Trump Must Distribute Justice to the Iranian People
As President Trump and his negotiators try to work out a deal, Iran continues to brutalize its people.
It’s been a month since public atrocities began anew in Iran, since thousands of protesters were slaughtered for demonstrating in the streets to denounce the mullahs and their dictatorial regime. President Donald Trump promised aid to the Iranians struggling for freedom. Yet it seems no retribution has befallen the ayatollahs.
This month, negotiators from both the United States and Iran met in Oman to discuss terms on how the regime treats its people. “One country is much stronger, but the weaker country cares more,” Defense Priorities analyst Rosemary Kelanic told Fox News. “And historically, the country that cares more often wins by outlasting the stronger one.” In fact, many believe the U.S. has no appetite for conflict with Iran beyond last summer’s obliteration of its nuclear weapons sites.
Frankly, Iran is banking on the U.S. not being willing to engage in further conflict to leverage the negotiations. The Iranian regime, predictably, wants its nuclear program restored, wants the ability to produce ballistic missiles, and wants control of its proxy armies. All of these are nonstarters for Israel.
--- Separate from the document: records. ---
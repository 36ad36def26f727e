//! Surface syntax rewrites applied before parsing.
//!
//! The grammar only knows `^` for exponentiation and has no postfix
//! operators, so `**` and `!` are rewritten here:
//!
//! * `2**3` becomes `2^3`
//! * `5!` becomes `factorial(5)`, `(2+3)!` becomes `factorial((2+3))`
//! * a call's argument list carries its callee: `sin(30)!` becomes
//!   `factorial(sin(30))`
//!
//! A `!` that follows anything else is left alone for the parser to reject.

use std::iter::Peekable;
use std::str::Chars;

use crate::CalcError;

/// Rewrite raw input into the canonical form the grammar accepts.
pub fn canonicalize(input: &str) -> String {
  let mut out = String::with_capacity(input.len() + 16);
  let mut chars = input.chars().peekable();

  // output offsets where each open group starts (callee included)
  let mut groups: Vec<usize> = Vec::new();
  // start of the identifier just written, if it may become a callee
  let mut callee: Option<usize> = None;
  // start of the number or group just written, if `!` may wrap it
  let mut operand: Option<usize> = None;

  while let Some(c) = chars.next() {
    match c {
      c if c.is_whitespace() => out.push(c),
      c if c.is_ascii_digit() || c == '.' => {
        let start = out.len();
        out.push(c);
        while let Some(&next) = chars.peek() {
          if !(next.is_ascii_digit() || next == '.') {
            break;
          }
          out.push(next);
          chars.next();
        }
        if let Some(exponent) = exponent_suffix(&chars) {
          for _ in exponent.chars() {
            chars.next();
          }
          out.push_str(&exponent);
        }
        operand = Some(start);
        callee = None;
      }
      c if c.is_ascii_alphabetic() || c == '_' => {
        let start = out.len();
        out.push(c);
        while let Some(&next) = chars.peek() {
          if !(next.is_ascii_alphanumeric() || next == '_') {
            break;
          }
          out.push(next);
          chars.next();
        }
        callee = Some(start);
        operand = None;
      }
      'π' => {
        callee = Some(out.len());
        operand = None;
        out.push_str("pi");
      }
      '(' => {
        groups.push(callee.unwrap_or(out.len()));
        out.push('(');
        callee = None;
        operand = None;
      }
      ')' => {
        out.push(')');
        operand = groups.pop();
        callee = None;
      }
      '!' => match operand {
        Some(start) => {
          out.insert_str(start, "factorial(");
          out.push(')');
        }
        None => {
          out.push('!');
          callee = None;
        }
      },
      '*' if chars.peek() == Some(&'*') => {
        chars.next();
        out.push('^');
        callee = None;
        operand = None;
      }
      other => {
        out.push(match other {
          '×' => '*',
          '÷' => '/',
          other => other,
        });
        callee = None;
        operand = None;
      }
    }
  }

  out
}

/// An exponent (`e5`, `E-3`, `e+20`) directly after a number's digits. A
/// lone `e` is left for the constant.
fn exponent_suffix(chars: &Peekable<Chars>) -> Option<String> {
  let mut ahead = chars.clone();
  let mut suffix = String::new();
  match ahead.next() {
    Some(c @ ('e' | 'E')) => suffix.push(c),
    _ => return None,
  }
  if let Some(&sign @ ('+' | '-')) = ahead.peek() {
    suffix.push(sign);
    ahead.next();
  }
  let digits: String = ahead.take_while(|c| c.is_ascii_digit()).collect();
  if digits.is_empty() {
    return None;
  }
  suffix.push_str(&digits);
  Some(suffix)
}

/// Upper bound on the depth of the tree parsing `input` builds: open
/// parentheses, prefix signs, binary operators and postfix `!` all nest.
/// A left-associative chain like `1+1+1` is as deep as it is long.
pub fn nesting_depth(input: &str) -> usize {
  // one entry per open parenthesis, plus the top level
  let mut levels: Vec<Level> = vec![Level::default()];
  let mut chars = input.chars().peekable();

  while let Some(c) = chars.next() {
    match c {
      '(' => levels.push(Level::default()),
      ')' => close_level(&mut levels),
      ',' => {
        if let Some(level) = levels.last_mut() {
          level.finish_argument();
        }
      }
      '*' if chars.peek() == Some(&'*') => {
        chars.next();
        bump(&mut levels);
      }
      '+' | '-' | '*' | '/' | '×' | '÷' | '^' | '!' => bump(&mut levels),
      _ => {}
    }
  }

  // unclosed groups still count; the parenthesis check reports them
  while levels.len() > 1 {
    close_level(&mut levels);
  }
  levels.last().map(Level::depth).unwrap_or(0)
}

#[derive(Default)]
struct Level {
  /// operators seen in the current argument
  operators: usize,
  /// deepest closed group inside the current argument
  deepest_group: usize,
  /// deepest finished argument of a call
  deepest_argument: usize,
}

impl Level {
  fn depth(&self) -> usize {
    self
      .deepest_argument
      .max(self.operators + self.deepest_group)
  }

  fn finish_argument(&mut self) {
    self.deepest_argument = self.depth();
    self.operators = 0;
    self.deepest_group = 0;
  }
}

fn close_level(levels: &mut Vec<Level>) {
  if levels.len() < 2 {
    return;
  }
  if let Some(group) = levels.pop() {
    if let Some(parent) = levels.last_mut() {
      parent.deepest_group = parent.deepest_group.max(group.depth() + 1);
    }
  }
}

fn bump(levels: &mut [Level]) {
  if let Some(level) = levels.last_mut() {
    level.operators += 1;
  }
}

/// Reject input whose parentheses do not pair up.
pub fn check_parentheses(input: &str) -> Result<(), CalcError> {
  let mut open = 0usize;
  for (i, c) in input.chars().enumerate() {
    match c {
      '(' => open += 1,
      ')' if open == 0 => {
        return Err(CalcError::Syntax(format!(
          "unmatched ')' at position {}",
          i + 1
        )));
      }
      ')' => open -= 1,
      _ => {}
    }
  }
  if open > 0 {
    return Err(CalcError::Syntax(format!(
      "unbalanced parentheses: {} '(' not closed",
      open
    )));
  }
  Ok(())
}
Israeli Prime Minister Benjamin Netanyahu met with President Donald Trump this week to express Israel’s needs and priorities in the Iran negotiations. Netanyahu is concerned and desires that there be a limit on Iran’s ballistic missiles and a definitive stop to the regime’s axis of terror.
In The Wall Street Journal, columnist Walter Russel Mead explores the compelling possibility that without the threat of Iran, Israel’s position in the region remains isolated.
Unfortunately for the Israelis, the choice is either to deal with the crazy sole neighbor that most wants to kill them, or deal with every crazy neighbor on every side that would kill them if given the chance. The only difference is that Iran would happily kill and dominate every country in the Middle East, distracting the other Arab nations from their anti-Israel sentiments.
Perhaps Mead’s theory applies. Perhaps the Abraham Accords only work with Iran as the antagonist, which adds an interesting counterpoint to Netanyahu’s meeting with Trump this week, whose outcome was continued uncertainty. As Trump posted on Truth Social:
There was nothing definitive reached other than I insisted that negotiations with Iran continue to see whether or not a deal can be consummated. If it can, I let the Prime Minister know that it will be a preference. If it cannot, we will just have to see what the outcome will be… Last time Iran decided that they were better off not making a deal, and they were hit with Midnight Hammer — That did not work well for them.
Trump, via the Pentagon, has also ordered a second aircraft carrier to begin preparations for a voyage off the coast of Iran to join the USS Abraham Lincoln. The president is pursuing deterrence through readiness to put pressure on Iranian negotiators.
However, the stakes keep on rising, and Iran isn’t taking any U.S. threats seriously. Nobel Peace laureate and human rights activist Narges Mohammadi, who has been in an Iranian prison since December, has been brutally attacked — beaten with sticks, dragged by her hair, and kicked severely in the pelvic region.
There are additional stories of the Islamic Revolutionary Guard Corps killing political prisoners. They are going through hospitals and executing patients in hospital beds.
These are not the actions of a government in fear of retribution. They are, however, the actions of a brutal dictatorship in fear of its people.
While it is understandable for Trump to find a peaceful option with the Iranians, there is also a lot to be said for putting the bully in its rightful place. The ayatollahs don’t respect anything except brutal strength. Perhaps it’s time the U.S. showed them some. President Trump has indeed told his advisers to give him some “decisive” options.
I am not saying that the U.S. should intervene in every instance of international injustice. Iran, though, is different. The regime there believes it is at war with us and is acting as defiant and evil as it possibly can, as if it isn’t afraid of consequences. If Trump walks away from the negotiations without distributing some justice to the innocent protesters in Iran, thousands of whom have been horrifically slaughtered at the hands of their government, this might be seen as his Afghanistan moment à la Joe Biden.
Donald Trump recently told the Iranian protesters that he had their backs. Turning his back on them now would only further enable the regime to continue its reign of terror and risk once again making the United States a laughing stock.